Edinburgh/Greifswald – Auswirkungen der Klimaerwärmung auf die arktische Tundra sind komplexer als angenommen. Am stärksten reagieren Büsche und Sträucher im Übergangsbereich der Tundra zur Hocharktis auf den Klimawandel, wie der Landschaftsökologe Martin Wilmking von der Universität Greifswald am Montag mitteilte. Dort sei auch der meiste Kohlenstoff in den Permafrostböden gespeichert.
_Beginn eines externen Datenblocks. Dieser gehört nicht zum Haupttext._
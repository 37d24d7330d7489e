// Copyright 2026 the patricia-trie authors
//
// Licensed under the Apache License, Version 2.0 (the "License");
// you may not use this file except in compliance with the License.
// You may obtain a copy of the License at
//
// http://www.apache.org/licenses/LICENSE-2.0
//
// Unless required by applicable law or agreed to in writing, software
// distributed under the License is distributed on an "AS IS" BASIS,
// WITHOUT WARRANTIES OR CONDITIONS OF ANY KIND, either express or implied.
// See the License for the specific language governing permissions and
// limitations under the License.

use super::*;

use std::collections::BTreeSet;

use proptest::prelude::*;

/// Walk the whole arena and assert every structural invariant, returning
/// the keys of the subtree rooted at `id`.
fn audit_node<'a, D: Discriminant>(trie: &'a PatriciaTrie<D>, id: usize) -> Vec<&'a [u8]> {
    match &trie.nodes[id] {
        Node::Leaf(key) => vec![key.as_ref()],
        Node::Inner {
            pos,
            pivot,
            low,
            high,
        } => {
            assert!(*pivot > 0, "a zero pivot would route every ordinal high");

            for (child, side) in [(*low, Side::Low), (*high, Side::High)] {
                if let Node::Inner {
                    pos: child_pos,
                    pivot: child_pivot,
                    ..
                } = &trie.nodes[child]
                {
                    assert!(
                        child_pos >= pos,
                        "positions must not decrease on the way down ({child_pos} under {pos})"
                    );
                    if child_pos == pos {
                        match side {
                            Side::Low => assert!(
                                child_pivot < pivot,
                                "low thresholds at one position must shrink"
                            ),
                            Side::High => assert!(
                                child_pivot > pivot,
                                "high thresholds at one position must grow"
                            ),
                        }
                    }
                }
            }

            let low_keys = audit_node(trie, *low);
            let high_keys = audit_node(trie, *high);
            for key in &low_keys {
                assert!(
                    D::extract(key, *pos) < *pivot,
                    "low key {key:?} routes high at {pos}"
                );
            }
            for key in &high_keys {
                assert!(
                    D::extract(key, *pos) >= *pivot,
                    "high key {key:?} routes low at {pos}"
                );
            }

            let mut keys = low_keys;
            keys.extend(high_keys);

            // Path compression contract: a split at `pos` is only reachable
            // because everything below it already agrees everywhere earlier.
            let first = keys[0];
            for key in &keys[1..] {
                for earlier in 0..*pos {
                    assert_eq!(
                        D::extract(first, earlier),
                        D::extract(key, earlier),
                        "keys under a split at {pos} disagree at {earlier}"
                    );
                }
            }

            keys
        }
    }
}

fn audit<D: Discriminant>(trie: &PatriciaTrie<D>) {
    let Some(root) = trie.root else {
        assert_eq!(trie.len(), 0);
        assert!(trie.nodes.is_empty());
        return;
    };

    let keys = audit_node(trie, root);
    assert_eq!(keys.len(), trie.len(), "reachable leaves must match len");

    let distinct: BTreeSet<&[u8]> = keys.iter().copied().collect();
    assert_eq!(distinct.len(), keys.len(), "leaf keys must be distinct");

    // n leaves need exactly n - 1 splits, and nothing in the arena leaks.
    assert_eq!(trie.nodes.len(), 2 * trie.len() - 1);
}

// Keys that differ only by trailing 0x00 bytes collide under zero padding,
// so the random suites stick to non-zero bytes (the way string-like keys
// look in practice); dedicated generators below cover the zero-byte edge.
fn key_strategy() -> impl Strategy<Value = Vec<u8>> + Clone {
    prop::collection::vec(1u8..=255, 0..=20)
}

fn key_set_strategy() -> impl Strategy<Value = Vec<Vec<u8>>> {
    prop::collection::vec(key_strategy(), 0..=48)
}

fn zero_heavy_key_set_strategy() -> impl Strategy<Value = Vec<Vec<u8>>> {
    // Byte values 0..=2 make zero bytes, shared prefixes and
    // trailing-zero collisions all likely.
    prop::collection::vec(prop::collection::vec(0u8..=2, 0..=6), 0..=48)
}

fn check_against_model<D: Discriminant>(keys: &[Vec<u8>], probes: &[Vec<u8>]) {
    let mut trie = PatriciaTrie::<D>::new();
    let mut model = BTreeSet::new();

    for key in keys {
        let inserted = trie.insert(key).unwrap();
        assert_eq!(inserted, model.insert(key.clone()));
        assert!(trie.contains(key), "just-inserted key {key:?} not found");
    }

    assert_eq!(trie.len(), model.len());
    audit(&trie);

    for key in &model {
        assert!(trie.contains(key));
    }
    for probe in probes {
        assert_eq!(trie.contains(probe), model.contains(probe), "{probe:?}");
    }
}

fn check_order_independence<D: Discriminant>(
    keys: &[Vec<u8>],
    shuffled: &[Vec<u8>],
    probes: &[Vec<u8>],
) {
    let mut forward = PatriciaTrie::<D>::new();
    for key in keys {
        forward.insert(key).unwrap();
    }
    let mut reordered = PatriciaTrie::<D>::new();
    for key in shuffled {
        reordered.insert(key).unwrap();
    }

    assert_eq!(forward.len(), reordered.len());
    for query in keys.iter().chain(probes) {
        assert_eq!(
            forward.contains(query),
            reordered.contains(query),
            "query {query:?} depends on insertion order"
        );
    }
}

fn strip_trailing_zeros(key: &[u8]) -> &[u8] {
    let end = key.iter().rposition(|byte| *byte != 0).map_or(0, |i| i + 1);
    &key[..end]
}

fn check_zero_heavy<D: Discriminant>(keys: &[Vec<u8>]) {
    let mut trie = PatriciaTrie::<D>::new();
    let mut stored: Vec<Vec<u8>> = Vec::new();

    for key in keys {
        match trie.insert(key) {
            Ok(true) => {
                assert!(trie.contains(key));
                stored.push(key.clone());
            }
            Ok(false) => assert!(stored.contains(key)),
            Err(err) => {
                assert_eq!(err.key(), key.as_slice());
                assert!(!stored.contains(key));
                assert!(
                    stored
                        .iter()
                        .any(|s| strip_trailing_zeros(s) == strip_trailing_zeros(key)),
                    "rejected {key:?} without a zero-padded twin in the trie"
                );
            }
        }
    }

    assert_eq!(trie.len(), stored.len());
    for key in &stored {
        assert!(trie.contains(key), "stored key {key:?} lost");
    }
    audit(&trie);
}

proptest! {
    #[test]
    fn bit_trie_matches_set_model(
        keys in key_set_strategy(),
        probes in key_set_strategy(),
    ) {
        check_against_model::<Bits>(&keys, &probes);
    }

    #[test]
    fn byte_trie_matches_set_model(
        keys in key_set_strategy(),
        probes in key_set_strategy(),
    ) {
        check_against_model::<Bytes>(&keys, &probes);
    }

    #[test]
    fn bit_trie_is_order_independent(
        (keys, shuffled) in key_set_strategy().prop_flat_map(|keys| {
            let shuffled = Just(keys.clone()).prop_shuffle();
            (Just(keys), shuffled)
        }),
        probes in key_set_strategy(),
    ) {
        check_order_independence::<Bits>(&keys, &shuffled, &probes);
    }

    #[test]
    fn byte_trie_is_order_independent(
        (keys, shuffled) in key_set_strategy().prop_flat_map(|keys| {
            let shuffled = Just(keys.clone()).prop_shuffle();
            (Just(keys), shuffled)
        }),
        probes in key_set_strategy(),
    ) {
        check_order_independence::<Bytes>(&keys, &shuffled, &probes);
    }

    #[test]
    fn bit_trie_survives_zero_bytes(keys in zero_heavy_key_set_strategy()) {
        check_zero_heavy::<Bits>(&keys);
    }

    #[test]
    fn byte_trie_survives_zero_bytes(keys in zero_heavy_key_set_strategy()) {
        check_zero_heavy::<Bytes>(&keys);
    }
}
Durch das erhöhte Pflanzenwachstum verstärke sich die Klimaerwärmung mehr als bislang angenommen. Ein schnelleres Wachstum sei vor allem in Nordwestrussland und Europa zu beobachten, während in Nordamerika die Tendenz nicht ganz so deutlich feststellbar sei.

Starker Rückkopplungseffekt

Unter der Leitung von Forschern der University of Edinburgh nahm ein internationales Wissenschaftlerteam in neun Ländern mit arktischen Tundren Strauch- und Buschproben. Zudem werten die Forscher Klima- und Umweltdaten aus, die zwischen 1950 und 2010 gesammelt wurden. Die aktuell in "Nature Climate Change" publizierte Studie gilt nach ihren Angaben als eine der umfassendsten Untersuchungen zu vegetativen Veränderungen in der arktischen Tundra.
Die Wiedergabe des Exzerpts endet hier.